Neoliberalism: The belief that markets solve all problems and that the government’s job is to get out of the way. Instead of public hospitals, prisons, schools, and security—privatize them. Deregulate them. Cut public funding. Let corporations compete. Trust profit incentives, not public service. At its core: the idea that freedom means the freedom for money and corporations to move unchecked, even if workers, communities, and public safety suffer as a result.

White Supremacy: Not just overt racism or Nazi symbolism. Institutional white supremacy is when state institutions are structured to treat white people (or Anglo-Saxon Western people) as the default, the normal, the rational authority—and other racial groups as threats, problems, or inferior. Immigration laws designed to exclude non-white people. Intelligence operations that disproportionately target Muslims. Police forces accountable only to white political structures. When these institutions fail—like ASIO failing to monitor an IS network—the failures are individualized (a bad agent made a mistake) rather than structural (the institution itself is organized around white safety first).

The Connection: Neoliberalism and white supremacy are not coincidental bedfellows. They are symbiotic. Neoliberalism says “minimize government oversight, deregulate, privatize”—which means reduced scrutiny of white-majority institutions. It says “competition and merit matter”—which erases systemic racism and makes inequality seem like personal failure. Neoliberalism says “celebrate individual heroes”—which is perfect cover for institutional failure. White supremacy, meanwhile, provides the moral foundation: Australian institutions are treated as neutral, competent, legitimate, designed by and for rational Western people.

So when they fail, we blame individuals (Ahmed heroically acting) rather than asking:

why are Australian institutions structured to fail on threats involving Muslims, while succeeding at protecting elite white constituencies?

The Connection


Example 1: ASIO Outsourcing and Privatized Intelligence

The first visible link between neoliberalism and white supremacy in the Bondi case is intelligence privatization.

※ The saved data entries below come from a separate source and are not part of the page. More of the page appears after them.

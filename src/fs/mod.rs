//! Filesystem abstraction for dependency injection.
//!
//! Every filesystem effect of the engine goes through the [`Fs`] trait so the
//! pipeline can run against the real disk ([`SystemFs`]) or an in-memory tree
//! ([`MemoryFs`]) with identical symlink semantics.

mod memory;
mod system;

pub use memory::MemoryFs;
pub use system::SystemFs;

use std::io;
use std::path::{Path, PathBuf};

/// Kind of a filesystem entry as seen by `lstat`/`stat`.
#[derive(Debug, Clone, Copy, PartialEq, Eq)]
pub enum FileKind {
    /// Regular file.
    File,
    /// Directory.
    Dir,
    /// Symbolic link (only ever returned by [`Fs::symlink_metadata`]).
    Symlink,
}

/// Minimal metadata needed by the engine.
#[derive(Debug, Clone, Copy, PartialEq, Eq)]
pub struct FileMeta {
    /// Entry kind.
    pub kind: FileKind,
    /// Size in bytes (zero for directories and links).
    pub len: u64,
}

impl FileMeta {
    /// `true` for directories.
    #[must_use]
    pub fn is_dir(&self) -> bool {
        self.kind == FileKind::Dir
    }

    /// `true` for symbolic links.
    #[must_use]
    pub fn is_symlink(&self) -> bool {
        self.kind == FileKind::Symlink
    }
}

/// Abstraction over the filesystem primitives the engine needs.
///
/// Implementations must honour symbolic-link semantics: [`Fs::metadata`]
/// follows links (stat), [`Fs::symlink_metadata`] does not (lstat).
pub trait Fs: Send + Sync + std::fmt::Debug {
    /// `stat`: metadata of the final target after following links.
    ///
    /// # Errors
    ///
    /// `NotFound` if the path or any link target along the way is absent.
    fn metadata(&self, path: &Path) -> io::Result<FileMeta>;

    /// `lstat`: metadata of the entry itself.
    ///
    /// # Errors
    ///
    /// `NotFound` if no entry exists at `path`.
    fn symlink_metadata(&self, path: &Path) -> io::Result<FileMeta>;

    /// Read the target of the symbolic link at `path`.
    ///
    /// # Errors
    ///
    /// Returns an error if `path` is absent or is not a symlink.
    fn read_link(&self, path: &Path) -> io::Result<PathBuf>;

    /// Create a symbolic link at `link` pointing at `target`.
    ///
    /// # Errors
    ///
    /// `AlreadyExists` if an entry is present at `link`.
    fn symlink(&self, target: &Path, link: &Path) -> io::Result<()>;

    /// Read a whole file.
    ///
    /// # Errors
    ///
    /// Returns an error if the file is absent or unreadable.
    fn read(&self, path: &Path) -> io::Result<Vec<u8>>;

    /// Create or truncate `path` and write `contents`.
    ///
    /// # Errors
    ///
    /// Returns an error if the parent directory does not exist or the write fails.
    fn write(&self, path: &Path, contents: &[u8]) -> io::Result<()>;

    /// Create `path` with `contents`, failing if it already exists.
    ///
    /// # Errors
    ///
    /// `AlreadyExists` if an entry is present at `path`.
    fn create_new(&self, path: &Path, contents: &[u8]) -> io::Result<()>;

    /// Create a directory and all missing ancestors.
    ///
    /// # Errors
    ///
    /// Returns an error if a component exists and is not a directory.
    fn create_dir_all(&self, path: &Path) -> io::Result<()>;

    /// Remove a file or symlink (never follows the link).
    ///
    /// # Errors
    ///
    /// Returns an error if `path` is absent or is a directory.
    fn remove_file(&self, path: &Path) -> io::Result<()>;

    /// Remove a directory and everything beneath it.
    ///
    /// # Errors
    ///
    /// Returns an error if `path` is absent or not a directory.
    fn remove_dir_all(&self, path: &Path) -> io::Result<()>;

    /// Atomically move `from` to `to`, replacing any file at `to`.
    ///
    /// # Errors
    ///
    /// Returns an error if `from` is absent.
    fn rename(&self, from: &Path, to: &Path) -> io::Result<()>;

    /// Immediate children of the directory at `path`, sorted by name.
    ///
    /// # Errors
    ///
    /// Returns an error if `path` cannot be read as a directory.
    fn read_dir(&self, path: &Path) -> io::Result<Vec<PathBuf>>;

    /// `true` if something exists at `path` after following links.
    fn exists(&self, path: &Path) -> bool {
        self.metadata(path).is_ok()
    }

    /// `true` if an entry (including a dangling symlink) exists at `path`.
    fn entry_exists(&self, path: &Path) -> bool {
        self.symlink_metadata(path).is_ok()
    }
}

/// Resolve a link target read from `link` into an absolute path.
///
/// Relative targets are interpreted against the link's parent directory.
#[must_use]
pub fn absolutize_link_target(link: &Path, target: &Path) -> PathBuf {
    if target.is_absolute() {
        target.to_path_buf()
    } else {
        link.parent()
            .map_or_else(|| target.to_path_buf(), |p| p.join(target))
    }
}

/// Lexically normalise a path: drop `.` components and fold `..`.
#[must_use]
pub fn normalize(path: &Path) -> PathBuf {
    use std::path::Component;
    let mut out = PathBuf::new();
    for comp in path.components() {
        match comp {
            Component::CurDir => {}
            Component::ParentDir => {
                if !out.pop() {
                    out.push("..");
                }
            }
            other => out.push(other.as_os_str()),
        }
    }
    out
}

/// Compare two link targets after lexical normalisation.
#[must_use]
pub fn same_path(a: &Path, b: &Path) -> bool {
    normalize(a) == normalize(b)
}
//! Scripts sourced by the shell init script.
use super::{Handler, HandlerContext, clear_links, refuse};
use crate::context::ClearedItem;
use crate::datastore::{DataStore, Status};
use crate::error::Result;
use crate::rules::Match;
use crate::types::{Action, Operation, OperationKind, RunMode, display_relative};

/// Registered name.
pub const NAME: &str = "shell";

/// Stages files under `<data>/packs/<pack>/shell/`.
#[derive(Debug, Clone, Copy, Default)]
pub struct ShellHandler;

impl Handler for ShellHandler {
    fn name(&self) -> &'static str {
        NAME
    }

    fn run_mode(&self) -> RunMode {
        RunMode::Linking
    }

    fn to_action(&self, ctx: &HandlerContext<'_>, m: &Match) -> Result<Action> {
        if m.is_dir {
            return Err(refuse(NAME, m, "directories cannot be sourced"));
        }
        Ok(Action {
            pack: m.pack.clone(),
            handler: NAME.to_string(),
            source: m.source.clone(),
            relative: m.relative.clone(),
            target: None,
            checksum: None,
            sentinel: None,
            description: format!("source {}/{}", m.pack, display_relative(&m.relative)),
            operations: vec![Operation {
                pack: m.pack.clone(),
                handler: NAME.to_string(),
                source: m.source.clone(),
                destination: ctx.store.intermediate_path(&m.pack, NAME, &m.source),
                kind: OperationKind::RegisterShell,
            }],
        })
    }

    fn status(&self, action: &Action, store: &DataStore) -> Result<Status> {
        store.link_status(&action.pack, NAME, &action.source)
    }

    fn clear(
        &self,
        ctx: &HandlerContext<'_>,
        _matches: &[Match],
        dry_run: bool,
    ) -> Result<Vec<ClearedItem>> {
        clear_links(NAME, ctx, &[], dry_run)
    }
}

ASIO has increasingly outsourced its intelligence functions to private contractors—a textbook neoliberal move designed to cut costs and “improve efficiency.” This outsourcing serves white supremacy by creating layers of opacity:

How Neoliberalism Enables White Supremacy Here:

  • Reduced Accountability: Private contractors are exempt from Freedom of Information requests and parliamentary oversight. Intelligence work is “privatized,” meaning the public—especially marginalized communities—cannot scrutinize it. If ASIO makes a mistake, it’s debated in parliament. If a private contractor makes a mistake, it stays hidden.
  • Profit Incentives Over Truth: When intelligence is privatized, the goal shifts from “find the truth about radicalization” to “maximize shareholder value by closing cases quickly.” Israeli company Cellebrite sells digital spyware to Australian government agencies—technology marketed as “neutral,” but used disproportionately against Muslim communities, Indigenous activists, and dissidents. The profit motive drives it toward overpolicing certain communities (Muslims) and underpolicing others (white supremacists in police/military).
  • Cost-Cutting and Closure: ASIO’s 2019 determination that Naveed Akram—embedded in an IS network—had “no evidence of radicalization” may reflect not malice but the logic of privatized efficiency: if contractors are paid per case closed, not per case solved, they close cases early. Continue investigating a known IS sympathizer for six years? That’s expensive. Close the case and move on? That’s profitable. Bias embedded in profit incentives.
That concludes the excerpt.